Third, many of the CloudEyE features appear to have been specifically designed to support GuLoader operations.
"Tutorials published on the CloudEyE website show how to store payloads on cloud drives such as Google Drive and OneDrive," Check Point said.
"Cloud drives usually perform anti-virus checking and technically don't allow the upload of malware. However, payload encryption implemented in CloudEyE helps to bypass this limitation."
Such a feature makes no sense for a normal app.

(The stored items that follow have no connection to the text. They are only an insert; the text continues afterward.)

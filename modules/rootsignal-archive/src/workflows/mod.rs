//! Restate durable workflows for archive operations.
//!
//! Currently houses the enrichment workflow that processes media files
//! through Claude vision (images) and OpenAI Whisper (video/audio).

pub mod enrichment;
pub mod types;

use sqlx::PgPool;

/// Shared dependency container for archive workflows.
///
/// Holds long-lived, cloneable resources needed by workflow implementations.
#[derive(Clone)]
pub struct ArchiveDeps {
    pub pg_pool: PgPool,
    pub anthropic_api_key: String,
    pub openai_api_key: String,
}

// ---------------------------------------------------------------------------
// Restate serde bridge macro
// ---------------------------------------------------------------------------

/// Implement Restate SDK serialization traits for types that already have serde derives.
#[macro_export]
macro_rules! impl_restate_serde {
    ($type:ty) => {
        impl restate_sdk::serde::Serialize for $type {
            type Error = serde_json::Error;

            fn serialize(&self) -> Result<bytes::Bytes, Self::Error> {
                serde_json::to_vec(self).map(bytes::Bytes::from)
            }
        }

        impl restate_sdk::serde::Deserialize for $type {
            type Error = serde_json::Error;

            fn deserialize(bytes: &mut bytes::Bytes) -> Result<Self, Self::Error> {
                serde_json::from_slice(bytes)
            }
        }

        impl restate_sdk::serde::WithContentType for $type {
            fn content_type() -> &'static str {
                "application/json"
            }
        }
    };
}
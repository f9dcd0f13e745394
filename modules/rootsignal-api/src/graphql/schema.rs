use std::sync::Arc;

use async_graphql::dataloader::DataLoader;
use async_graphql::{Context, EmptyMutation, EmptySubscription, Object, Result, Schema};
use uuid::Uuid;

use rootsignal_graph::PublicGraphReader;

use super::loaders::{ActorsBySignalLoader, EvidenceBySignalLoader, StoryBySignalLoader};
use super::types::*;

pub type ApiSchema = Schema<QueryRoot, EmptyMutation, EmptySubscription>;

pub struct QueryRoot;

#[Object]
impl QueryRoot {
    /// Find signals near a geographic point.
    async fn signals_near(
        &self,
        ctx: &Context<'_>,
        lat: f64,
        lng: f64,
        radius_km: f64,
        types: Option<Vec<SignalType>>,
    ) -> Result<Vec<GqlSignal>> {
        let reader = ctx.data_unchecked::<Arc<PublicGraphReader>>();
        let node_types: Option<Vec<rootsignal_common::NodeType>> =
            types.map(|t| t.into_iter().map(|st| st.to_node_type()).collect());
        let radius = radius_km.min(50.0);
        let nodes = reader
            .find_nodes_near(lat, lng, radius, node_types.as_deref())
            .await?;
        Ok(nodes.into_iter().map(GqlSignal::from).collect())
    }

    /// List recent signals, ordered by triangulation quality.
    async fn signals_recent(
        &self,
        ctx: &Context<'_>,
        limit: Option<u32>,
        types: Option<Vec<SignalType>>,
    ) -> Result<Vec<GqlSignal>> {
        let reader = ctx.data_unchecked::<Arc<PublicGraphReader>>();
        let node_types: Option<Vec<rootsignal_common::NodeType>> =
            types.map(|t| t.into_iter().map(|st| st.to_node_type()).collect());
        let limit = limit.unwrap_or(50).min(200);
        let nodes = reader.list_recent(limit, node_types.as_deref()).await?;
        Ok(nodes.into_iter().map(GqlSignal::from).collect())
    }

    /// Get a single signal by ID.
    async fn signal(&self, ctx: &Context<'_>, id: Uuid) -> Result<Option<GqlSignal>> {
        let reader = ctx.data_unchecked::<Arc<PublicGraphReader>>();
        let node = reader.get_signal_by_id(id).await?;
        Ok(node.map(GqlSignal::from))
    }

    /// List stories ordered by energy.
    async fn stories(
        &self,
        ctx: &Context<'_>,
        limit: Option<u32>,
        status: Option<String>,
    ) -> Result<Vec<GqlStory>> {
        let reader = ctx.data_unchecked::<Arc<PublicGraphReader>>();
        let limit = limit.unwrap_or(20).min(100);
        let stories = reader
            .top_stories_by_energy(limit, status.as_deref())
            .await?;
        Ok(stories.into_iter().map(GqlStory).collect())
    }

    /// Get a single story by ID.
    async fn story(&self, ctx: &Context<'_>, id: Uuid) -> Result<Option<GqlStory>> {
        let reader = ctx.data_unchecked::<Arc<PublicGraphReader>>();
        let story = reader.get_story_by_id(id).await?;
        Ok(story.map(GqlStory))
    }

    /// List stories by category.
    async fn stories_by_category(
        &self,
        ctx: &Context<'_>,
        category: String,
        limit: Option<u32>,
    ) -> Result<Vec<GqlStory>> {
        let reader = ctx.data_unchecked::<Arc<PublicGraphReader>>();
        let limit = limit.unwrap_or(20).min(100);
        let stories = reader.stories_by_category(&category, limit).await?;
        Ok(stories.into_iter().map(GqlStory).collect())
    }

    /// List actors in a city.
    async fn actors(
        &self,
        ctx: &Context<'_>,
        city: String,
        limit: Option<u32>,
    ) -> Result<Vec<GqlActor>> {
        let reader = ctx.data_unchecked::<Arc<PublicGraphReader>>();
        let limit = limit.unwrap_or(50).min(200);
        let actors = reader.actors_active_in_area(&city, limit).await?;
        Ok(actors.into_iter().map(GqlActor).collect())
    }

    /// Get a single actor by ID.
    async fn actor(&self, ctx: &Context<'_>, id: Uuid) -> Result<Option<GqlActor>> {
        let reader = ctx.data_unchecked::<Arc<PublicGraphReader>>();
        let actor = reader.actor_detail(id).await?;
        Ok(actor.map(GqlActor))
    }

    /// List editions for a city.
    async fn editions(
        &self,
        ctx: &Context<'_>,
        city: String,
        limit: Option<u32>,
    ) -> Result<Vec<GqlEdition>> {
        let reader = ctx.data_unchecked::<Arc<PublicGraphReader>>();
        let limit = limit.unwrap_or(10).min(50);
        let editions = reader.list_editions(&city, limit).await?;
        Ok(editions.into_iter().map(GqlEdition).collect())
    }

    /// Get the latest edition for a city.
    async fn latest_edition(
        &self,
        ctx: &Context<'_>,
        city: String,
    ) -> Result<Option<GqlEdition>> {
        let reader = ctx.data_unchecked::<Arc<PublicGraphReader>>();
        let edition = reader.latest_edition(&city).await?;
        Ok(edition.map(GqlEdition))
    }
}

pub fn build_schema(reader: Arc<PublicGraphReader>) -> ApiSchema {
    let evidence_loader = DataLoader::new(
        EvidenceBySignalLoader {
            reader: reader.clone(),
        },
        tokio::spawn,
    );
    let actors_loader = DataLoader::new(
        ActorsBySignalLoader {
            reader: reader.clone(),
        },
        tokio::spawn,
    );
    let story_loader = DataLoader::new(
        StoryBySignalLoader {
            reader: reader.clone(),
        },
        tokio::spawn,
    );

    Schema::build(QueryRoot, EmptyMutation, EmptySubscription)
        .data(reader)
        .data(evidence_loader)
        .data(actors_loader)
        .data(story_loader)
        .finish()
}
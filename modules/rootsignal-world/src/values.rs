use chrono::{DateTime, Utc};
use serde::{Deserialize, Serialize};

use crate::types::GeoPoint;

/// When something happens. Enough to put it on a calendar.
#[derive(Debug, Clone, Serialize, Deserialize)]
pub struct Schedule {
    /// Start of the first/next occurrence (None = unknown)
    #[serde(default, skip_serializing_if = "Option::is_none")]
    pub starts_at: Option<DateTime<Utc>>,
    /// End of the occurrence (None = open-ended or unknown)
    #[serde(default, skip_serializing_if = "Option::is_none")]
    pub ends_at: Option<DateTime<Utc>>,
    /// True if this is a whole-day event (ignore time component of starts_at/ends_at)
    #[serde(default)]
    pub all_day: bool,
    /// RFC 5545 recurrence rule (e.g. "FREQ=WEEKLY;BYDAY=SA")
    #[serde(default, skip_serializing_if = "Option::is_none")]
    pub rrule: Option<String>,
    /// IANA timezone (e.g. "America/Chicago") for local time rendering
    #[serde(default, skip_serializing_if = "Option::is_none")]
    pub timezone: Option<String>,
}

/// Where something is. Enough to put it on a map and give directions.
///
/// Multiple locations per event support typed roles: a march has "start" and "end",
/// a watershed concern has multiple "affected_area" points, a resource has "origin"
/// and "destination".
#[derive(Debug, Clone, Serialize, Deserialize)]
pub struct Location {
    /// Coordinates with precision level
    #[serde(default, skip_serializing_if = "Option::is_none")]
    pub point: Option<GeoPoint>,
    /// Human-readable name (e.g. "Lake Harriet Bandshell")
    #[serde(default, skip_serializing_if = "Option::is_none")]
    pub name: Option<String>,
    /// Street address if known
    #[serde(default, skip_serializing_if = "Option::is_none")]
    pub address: Option<String>,
    /// Role this location plays: "venue", "origin", "destination", "affected_area", "epicenter"
    #[serde(default, skip_serializing_if = "Option::is_none")]
    pub role: Option<String>,
}
pub async fn recent_stories(pool: &PgPool, limit: u32) -> Result<Vec<ArchiveStoryRow>> {
    let limit = limit.min(100) as i64;

    let rows = sqlx::query_as::<_, (Uuid, String, Option<String>, Option<String>, Option<String>, Option<DateTime<Utc>>, DateTime<Utc>, i64)>(
        r#"
        SELECT st.id, s.url, st.permalink, st.text, st.location, st.expires_at, st.fetched_at, s.fetch_count
        FROM stories st
        JOIN sources s ON s.id = st.source_id
        ORDER BY st.fetched_at DESC
        LIMIT $1
        "#,
    )
    .bind(limit)
    .fetch_all(pool)
    .await?;

    Ok(rows
        .into_iter()
        .map(|r| ArchiveStoryRow {
            id: r.0,
            source_url: r.1,
            permalink: r.2,
            text: r.3,
            location: r.4,
            expires_at: r.5,
            fetched_at: r.6,
            fetch_count: r.7,
        })
        .collect())
}

pub async fn recent_long_videos(pool: &PgPool, limit: u32) -> Result<Vec<ArchiveLongVideoRow>> {
    let limit = limit.min(100) as i64;

    let rows = sqlx::query_as::<
        _,
        (
            Uuid,
            String,
            Option<String>,
            Option<String>,
            Option<serde_json::Value>,
            Option<DateTime<Utc>>,
            i64,
        ),
    >(
        r#"
        SELECT lv.id, s.url, lv.permalink, lv.text, lv.engagement, lv.published_at, s.fetch_count
        FROM long_videos lv
        JOIN sources s ON s.id = lv.source_id
        ORDER BY lv.fetched_at DESC
        LIMIT $1
        "#,
    )
    .bind(limit)
    .fetch_all(pool)
    .await?;

    Ok(rows
        .into_iter()
        .map(|r| ArchiveLongVideoRow {
            id: r.0,
            source_url: r.1,
            permalink: r.2,
            text: r.3,
            engagement: r.4,
            published_at: r.5,
            fetch_count: r.6,
        })
        .collect())
}

pub async fn recent_pages(pool: &PgPool, limit: u32) -> Result<Vec<ArchivePageRow>> {
    let limit = limit.min(100) as i64;

    let rows = sqlx::query_as::<_, (Uuid, String, Option<String>, DateTime<Utc>, i64)>(
        r#"
        SELECT pg.id, s.url, pg.title, pg.fetched_at, s.fetch_count
        FROM pages pg
        JOIN sources s ON s.id = pg.source_id
        ORDER BY pg.fetched_at DESC
        LIMIT $1
        "#,
    )
    .bind(limit)
    .fetch_all(pool)
    .await?;

    Ok(rows
        .into_iter()
        .map(|r| ArchivePageRow {
            id: r.0,
            source_url: r.1,
            title: r.2,
            fetched_at: r.3,
            fetch_count: r.4,
        })
        .collect())
}

pub async fn recent_feeds(pool: &PgPool, limit: u32) -> Result<Vec<ArchiveFeedRow>> {
    let limit = limit.min(100) as i64;

    let rows = sqlx::query_as::<_, (Uuid, String, Option<String>, i64, DateTime<Utc>, i64)>(
        r#"
        SELECT f.id, s.url, f.title, COALESCE(jsonb_array_length(f.items), 0), f.fetched_at, s.fetch_count
        FROM feeds f
        JOIN sources s ON s.id = f.source_id
        ORDER BY f.fetched_at DESC
        LIMIT $1
        "#,
    )
    .bind(limit)
    .fetch_all(pool)
    .await?;

    Ok(rows
        .into_iter()
        .map(|r| ArchiveFeedRow {
            id: r.0,
            source_url: r.1,
            title: r.2,
            item_count: r.3,
            fetched_at: r.4,
            fetch_count: r.5,
        })
        .collect())
}

pub async fn recent_search_results(
    pool: &PgPool,
    limit: u32,
) -> Result<Vec<ArchiveSearchResultRow>> {
    let limit = limit.min(100) as i64;

    let rows = sqlx::query_as::<_, (Uuid, String, i64, DateTime<Utc>)>(
        r#"
        SELECT sr.id, sr.query, COALESCE(jsonb_array_length(sr.results), 0)::BIGINT, sr.fetched_at
        FROM search_results sr
        ORDER BY sr.fetched_at DESC
        LIMIT $1
        "#,
    )
    .bind(limit)
    .fetch_all(pool)
    .await?;

    Ok(rows
        .into_iter()
        .map(|r| ArchiveSearchResultRow {
            id: r.0,
            query: r.1,
            result_count: r.2,
            fetched_at: r.3,
        })
        .collect())
}

pub async fn recent_files(pool: &PgPool, limit: u32) -> Result<Vec<ArchiveFileRow>> {
    let limit = limit.min(100) as i64;

    let rows = sqlx::query_as::<
        _,
        (
            Uuid,
            String,
            Option<String>,
            String,
            Option<f64>,
            Option<i32>,
            DateTime<Utc>,
        ),
    >(
        r#"
        SELECT id, url, title, mime_type, duration, page_count, fetched_at
        FROM files
        ORDER BY fetched_at DESC
        LIMIT $1
        "#,
    )
    .bind(limit)
    .fetch_all(pool)
    .await?;

    Ok(rows
        .into_iter()
        .map(|r| ArchiveFileRow {
            id: r.0,
            url: r.1,
            title: r.2,
            mime_type: r.3,
            duration: r.4,
            page_count: r.5,
            fetched_at: r.6,
        })
        .collect())
}

// ---------------------------------------------------------------------------
// Internal helpers
// ---------------------------------------------------------------------------

async fn count_table(pool: &PgPool, table: &str) -> Result<i64> {
    // Table names are hardcoded constants, not user input -- safe to interpolate.
    let query = format!("SELECT COUNT(*) FROM {table}");
    let (count,): (i64,) = sqlx::query_as(&query).fetch_one(pool).await?;
    Ok(count)
}
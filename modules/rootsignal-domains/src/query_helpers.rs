use crate::listings::ListingFilters;

/// Append tag EXISTS subqueries for all set tag filters.
/// `taggable_type_alias` is the SQL alias for the table whose `.id` column
/// should be matched (e.g., "l" for `listings l`).
pub fn append_tag_filters(
    qb: &mut sqlx::QueryBuilder<'_, sqlx::Postgres>,
    filters: &ListingFilters,
    taggable_type_alias: &str,
) {
    let tag_filters: Vec<(&str, &Option<String>)> = vec![
        ("signal_domain", &filters.signal_domain),
        ("audience_role", &filters.audience_role),
        ("category", &filters.category),
        ("listing_type", &filters.listing_type),
        ("urgency", &filters.urgency),
        ("confidence", &filters.confidence),
        ("capacity_status", &filters.capacity_status),
        ("radius_relevant", &filters.radius_relevant),
        ("population", &filters.population),
    ];

    for (kind, value) in &tag_filters {
        if let Some(val) = value {
            qb.push(format!(
                "AND EXISTS (SELECT 1 FROM taggables tg JOIN tags t ON t.id = tg.tag_id \
                 WHERE tg.taggable_type = 'listing' AND tg.taggable_id = {taggable_type_alias}.id AND t.kind = "
            ));
            qb.push_bind(*kind);
            qb.push(" AND t.value = ");
            qb.push_bind(val.clone());
            qb.push(") ");
        }
    }
}

/// Append tag EXISTS subqueries from a slice of (kind, Option<String>) pairs.
/// Used when the caller has already constructed the filter tuples.
pub fn append_tag_filters_from_slice<'a>(
    qb: &mut sqlx::QueryBuilder<'a, sqlx::Postgres>,
    filters: &[(&'a str, Option<String>)],
    taggable_type_alias: &str,
) {
    for (kind, value) in filters {
        if let Some(val) = value {
            qb.push(format!(
                "AND EXISTS (SELECT 1 FROM taggables tg JOIN tags t ON t.id = tg.tag_id \
                 WHERE tg.taggable_type = 'listing' AND tg.taggable_id = {taggable_type_alias}.id AND t.kind = "
            ));
            qb.push_bind(*kind);
            qb.push(" AND t.value = ");
            qb.push_bind(val.clone());
            qb.push(") ");
        }
    }
}

/// Append LEFT JOIN clauses for translation fallback (requested locale → English → source).
/// Adds `t_title`, `t_desc`, `en_title`, `en_desc` aliases.
/// `table_alias` is the SQL alias for the listings table (e.g., "l").
pub fn append_translation_joins(
    qb: &mut sqlx::QueryBuilder<'_, sqlx::Postgres>,
    locale: &str,
    table_alias: &str,
) {
    qb.push(format!(
        "LEFT JOIN translations t_title ON t_title.translatable_type = 'listing' \
         AND t_title.translatable_id = {table_alias}.id AND t_title.field_name = 'title' AND t_title.locale = "
    ));
    qb.push_bind(locale.to_string());
    qb.push(" ");
    qb.push(format!(
        "LEFT JOIN translations t_desc ON t_desc.translatable_type = 'listing' \
         AND t_desc.translatable_id = {table_alias}.id AND t_desc.field_name = 'description' AND t_desc.locale = "
    ));
    qb.push_bind(locale.to_string());
    qb.push(" ");
    qb.push(format!(
        "LEFT JOIN translations en_title ON en_title.translatable_type = 'listing' \
         AND en_title.translatable_id = {table_alias}.id AND en_title.field_name = 'title' AND en_title.locale = 'en' "
    ));
    qb.push(format!(
        "LEFT JOIN translations en_desc ON en_desc.translatable_type = 'listing' \
         AND en_desc.translatable_id = {table_alias}.id AND en_desc.field_name = 'description' AND en_desc.locale = 'en' "
    ));
}
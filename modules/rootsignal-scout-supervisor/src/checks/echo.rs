use anyhow::Result;
use neo4rs::query;
use tracing::info;
use uuid::Uuid;

use rootsignal_graph::GraphClient;

/// Detect echo signatures — high signal volume with low type/entity diversity.
///
/// Computes echo_score for each situation:
///   echo_score = 1.0 - (type_diversity * entity_diversity)
/// where both are normalized to [0, 1]. A score near 1.0 means the situation
/// looks like a single-source echo chamber; near 0.0 means diverse corroboration.
///
/// Returns the number of situations flagged (echo_score > threshold).
pub async fn detect_echoes(client: &GraphClient, threshold: f64) -> Result<EchoStats> {
    let mut stats = EchoStats::default();

    // Find situations with enough signals to evaluate
    let q = query(
        "MATCH (sig)-[:EVIDENCES]->(s:Situation)
         WITH s, count(sig) AS signal_count,
              count(DISTINCT labels(sig)[0]) AS type_count
         WHERE signal_count >= 5
         OPTIONAL MATCH (sig2)-[:EVIDENCES]->(s) WHERE (sig2)-[:ACTED_IN]->(:Actor)
         WITH s, signal_count, type_count,
              count(DISTINCT sig2) AS sigs_with_actors
         OPTIONAL MATCH (sig3)-[:EVIDENCES]->(s), (sig3)-[:ACTED_IN]->(a:Actor)
         WITH s, signal_count, type_count,
              count(DISTINCT a.id) AS entity_count
         RETURN s.id AS id, s.headline AS headline,
                signal_count, type_count, entity_count",
    );

    let mut stream = client.inner().execute(q).await?;
    while let Some(row) = stream.next().await? {
        let id_str: String = row.get("id").unwrap_or_default();
        let id = match Uuid::parse_str(&id_str) {
            Ok(id) => id,
            Err(_) => continue,
        };

        let signal_count: i64 = row.get("signal_count").unwrap_or(0);
        let type_count: i64 = row.get("type_count").unwrap_or(1);
        let entity_count: i64 = row.get("entity_count").unwrap_or(0);

        let echo_score = compute_echo_score(signal_count, type_count, entity_count);

        // Write echo_score to the situation node
        let update = query("MATCH (s:Situation {id: $id}) SET s.echo_score = $score")
            .param("id", id.to_string())
            .param("score", echo_score);

        if let Err(e) = client.inner().run(update).await {
            tracing::warn!(id = %id, error = %e, "Failed to write echo_score");
            continue;
        }

        stats.stories_scored += 1;

        if echo_score > threshold {
            stats.echoes_flagged += 1;
            info!(
                situation_id = %id,
                headline = row.get::<String>("headline").unwrap_or_default().as_str(),
                signal_count,
                type_count,
                entity_count,
                echo_score = format!("{echo_score:.2}").as_str(),
                "Echo signature detected"
            );
        }
    }

    if stats.echoes_flagged > 0 {
        info!(
            scored = stats.stories_scored,
            flagged = stats.echoes_flagged,
            "Echo detection complete"
        );
    }

    Ok(stats)
}

/// Compute echo score from signal count, type diversity, and entity diversity.
///
/// Returns 0.0 (diverse corroboration) to 1.0 (pure echo).
fn compute_echo_score(signal_count: i64, type_count: i64, entity_count: i64) -> f64 {
    if signal_count <= 1 {
        return 0.0;
    }

    // Type diversity: ratio of unique types to total signals, capped at 1.0
    // 5 signal types across 10 signals = 0.5 diversity
    let type_diversity = (type_count as f64 / signal_count as f64).min(1.0);

    // Entity diversity: ratio of unique entities to total signals, capped at 1.0
    // More entities = more diverse sourcing
    let entity_diversity = (entity_count as f64 / signal_count as f64).min(1.0);

    // Combined diversity: geometric mean gives credit to both dimensions
    let combined = (type_diversity * entity_diversity).sqrt();

    // Echo score is inverse of diversity
    (1.0 - combined).clamp(0.0, 1.0)
}

#[derive(Debug, Default)]
pub struct EchoStats {
    pub stories_scored: u64,
    pub echoes_flagged: u64,
}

However, avoiding cloud scans is crucial for a malware operation, and especially for something like GuLoader -- categorized as a "network downloader -- which relies on infecting a victim computer and then downloading a second-stage payload from services such as Google Drive or Microsoft OneDrive.
CloudEyE shuts down after report
Following Check Point's damning report on Monday, CloudEyE has responded to the findings on Wednesday.
The Italian company denounced the report and blamed the tool's use for malware operations on abuses perpetrated by its users, without its knowledge.
However, members of the cyber-security community dismissed the company's statement as "poor lies" and have called on Italian authorities to investigate the company and its two founders.
Based on Check Point's report, the two are at risk of being investigated under charges of aiding and abetting a criminal operation and money laundering.